### Task to carry out
Return the entries below in full. Keep every word as it is.

### Entries supplied
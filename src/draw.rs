//! Line and triangle outlines.

use crate::error::BitmapError;
use crate::image::Image;
use crate::pixel::Color;

fn check_point(image: &Image, x: u32, y: u32) -> Result<(), BitmapError> {
    if x >= image.width() || y >= image.height() {
        return Err(BitmapError::OutOfBounds {
            x: i64::from(x),
            y: i64::from(y),
            width: image.width(),
            height: image.height(),
        });
    }
    Ok(())
}

/// Bresenham line from (x0, y0) to (x1, y1), both endpoints included.
pub fn draw_line(
    image: &mut Image,
    x0: u32,
    y0: u32,
    x1: u32,
    y1: u32,
    color: Color,
) -> Result<(), BitmapError> {
    check_point(image, x0, y0)?;
    check_point(image, x1, y1)?;

    let (mut x, mut y) = (i64::from(x0), i64::from(y0));
    let (x1, y1) = (i64::from(x1), i64::from(y1));
    let dx = (x1 - x).abs();
    let dy = -(y1 - y).abs();
    let sx = if x < x1 { 1 } else { -1 };
    let sy = if y < y1 { 1 } else { -1 };
    let mut err = dx + dy;

    loop {
        // Every visited point lies within the bounding box of two checked endpoints.
        image.set_pixel(x as u32, y as u32, color)?;
        if x == x1 && y == y1 {
            return Ok(());
        }
        let e2 = 2 * err;
        if e2 >= dy {
            err += dy;
            x += sx;
        }
        if e2 <= dx {
            err += dx;
            y += sy;
        }
    }
}

/// Outline of the triangle with corners `a`, `b`, `c`.
pub fn draw_triangle(
    image: &mut Image,
    a: (u32, u32),
    b: (u32, u32),
    c: (u32, u32),
    color: Color,
) -> Result<(), BitmapError> {
    for (x, y) in [a, b, c] {
        check_point(image, x, y)?;
    }
    draw_line(image, a.0, a.1, b.0, b.1, color)?;
    draw_line(image, b.0, b.1, c.0, c.1, color)?;
    draw_line(image, c.0, c.1, a.0, a.1, color)
}

#[cfg(test)]
mod tests {
    use super::*;

    const INK: Color = [255, 255, 255, 255];

    fn inked(img: &Image) -> usize {
        img.as_bytes()
            .chunks_exact(4)
            .filter(|px| px[0] == 255)
            .count()
    }

    #[test]
    fn horizontal_and_diagonal_lines() {
        let mut img = Image::new(5, 5, [0, 0, 0, 255]).unwrap();
        draw_line(&mut img, 0, 0, 4, 0, INK).unwrap();
        assert_eq!(inked(&img), 5);
        draw_line(&mut img, 4, 4, 0, 0, INK).unwrap();
        assert_eq!(inked(&img), 9);
        assert_eq!(img.pixel(2, 2).unwrap(), INK);
    }

    #[test]
    fn single_point_line() {
        let mut img = Image::new(3, 3, [0; 4]).unwrap();
        draw_line(&mut img, 1, 1, 1, 1, INK).unwrap();
        assert_eq!(inked(&img), 1);
    }

    #[test]
    fn endpoints_are_bounds_checked() {
        let mut img = Image::new(3, 3, [0; 4]).unwrap();
        assert!(matches!(
            draw_line(&mut img, 0, 0, 3, 0, INK),
            Err(BitmapError::OutOfBounds { .. })
        ));
        assert_eq!(inked(&img), 0);
        assert!(draw_triangle(&mut img, (0, 0), (2, 0), (0, 5), INK).is_err());
        assert_eq!(inked(&img), 0);
    }

    #[test]
    fn triangle_outline() {
        let mut img = Image::new(4, 4, [0, 0, 0, 255]).unwrap();
        draw_triangle(&mut img, (0, 0), (3, 0), (0, 3), INK).unwrap();
        assert_eq!(img.pixel(3, 0).unwrap(), INK);
        assert_eq!(img.pixel(0, 3).unwrap(), INK);
        assert_eq!(img.pixel(1, 2).unwrap(), INK);
        assert_eq!(img.pixel(1, 1).unwrap(), [0, 0, 0, 255]);
    }
}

### Exercise response
filename src/draw.rs
//! Line and triangle outlines.

use crate::error::BitmapError;
use crate::image::Image;
use crate::pixel::Color;

fn check_point(image: &Image, x: u32, y: u32) -> Result<(), BitmapError> {
    if x >= image.width() || y >= image.height() {
        return Err(BitmapError::OutOfBounds {
            x: i64::from(x),
            y: i64::from(y),
            width: image.width(),
            height: image.height(),
        });
    }
    Ok(())
}

/// Bresenham line from (x0, y0) to (x1, y1), both endpoints included.
pub fn draw_line(
    image: &mut Image,
    x0: u32,
    y0: u32,
    x1: u32,
    y1: u32,
    color: Color,
) -> Result<(), BitmapError> {
    check_point(image, x0, y0)?;
    check_point(image, x1, y1)?;

    let (mut x, mut y) = (i64::from(x0), i64::from(y0));
    let (x1, y1) = (i64::from(x1), i64::from(y1));
    let dx = (x1 - x).abs();
    let dy = -(y1 - y).abs();
    let sx = if x < x1 { 1 } else { -1 };
    let sy = if y < y1 { 1 } else { -1 };
    let mut err = dx + dy;

    loop {
        // Every visited point lies within the bounding box of two checked endpoints.
        image.set_pixel(x as u32, y as u32, color)?;
        if x == x1 && y == y1 {
            return Ok(());
        }
        let e2 = 2 * err;
        if e2 >= dy {
            err += dy;
            x += sx;
        }
        if e2 <= dx {
            err += dx;
            y += sy;
        }
    }
}

/// Outline of the triangle with corners `a`, `b`, `c`.
pub fn draw_triangle(
    image: &mut Image,
    a: (u32, u32),
    b: (u32, u32),
    c: (u32, u32),
    color: Color,
) -> Result<(), BitmapError> {
    for (x, y) in [a, b, c] {
        check_point(image, x, y)?;
    }
    draw_line(image, a.0, a.1, b.0, b.1, color)?;
    draw_line(image, b.0, b.1, c.0, c.1, color)?;
    draw_line(image, c.0, c.1, a.0, a.1, color)
}

#[cfg(test)]
mod tests {
    use super::*;

    const INK: Color = [255, 255, 255, 255];

    fn inked(img: &Image) -> usize {
        img.as_bytes()
            .chunks_exact(4)
            .filter(|px| px[0] == 255)
            .count()
    }

    #[test]
    fn horizontal_and_diagonal_lines() {
        let mut img = Image::new(5, 5, [0, 0, 0, 255]).unwrap();
        draw_line(&mut img, 0, 0, 4, 0, INK).unwrap();
        assert_eq!(inked(&img), 5);
        draw_line(&mut img, 4, 4, 0, 0, INK).unwrap();
        assert_eq!(inked(&img), 9);
        assert_eq!(img.pixel(2, 2).unwrap(), INK);
    }

    #[test]
    fn single_point_line() {
        let mut img = Image::new(3, 3, [0; 4]).unwrap();
        draw_line(&mut img, 1, 1, 1, 1, INK).unwrap();
        assert_eq!(inked(&img), 1);
    }

    #[test]
    fn endpoints_are_bounds_checked() {
        let mut img = Image::new(3, 3, [0; 4]).unwrap();
        assert!(matches!(
            draw_line(&mut img, 0, 0, 3, 0, INK),
            Err(BitmapError::OutOfBounds { .. })
        ));
        assert_eq!(inked(&img), 0);
        assert!(draw_triangle(&mut img, (0, 0), (2, 0), (0, 5), INK).is_err());
        assert_eq!(inked(&img), 0);
    }

    #[test]
    fn triangle_outline() {
        let mut img = Image::new(4, 4, [0, 0, 0, 255]).unwrap();
        draw_triangle(&mut img, (0, 0), (3, 0), (0, 3), INK).unwrap();
        assert_eq!(img.pixel(3, 0).unwrap(), INK);
        assert_eq!(img.pixel(0, 3).unwrap(), INK);
        assert_eq!(img.pixel(1, 2).unwrap(), INK);
        assert_eq!(img.pixel(1, 1).unwrap(), [0, 0, 0, 255]);
    }
}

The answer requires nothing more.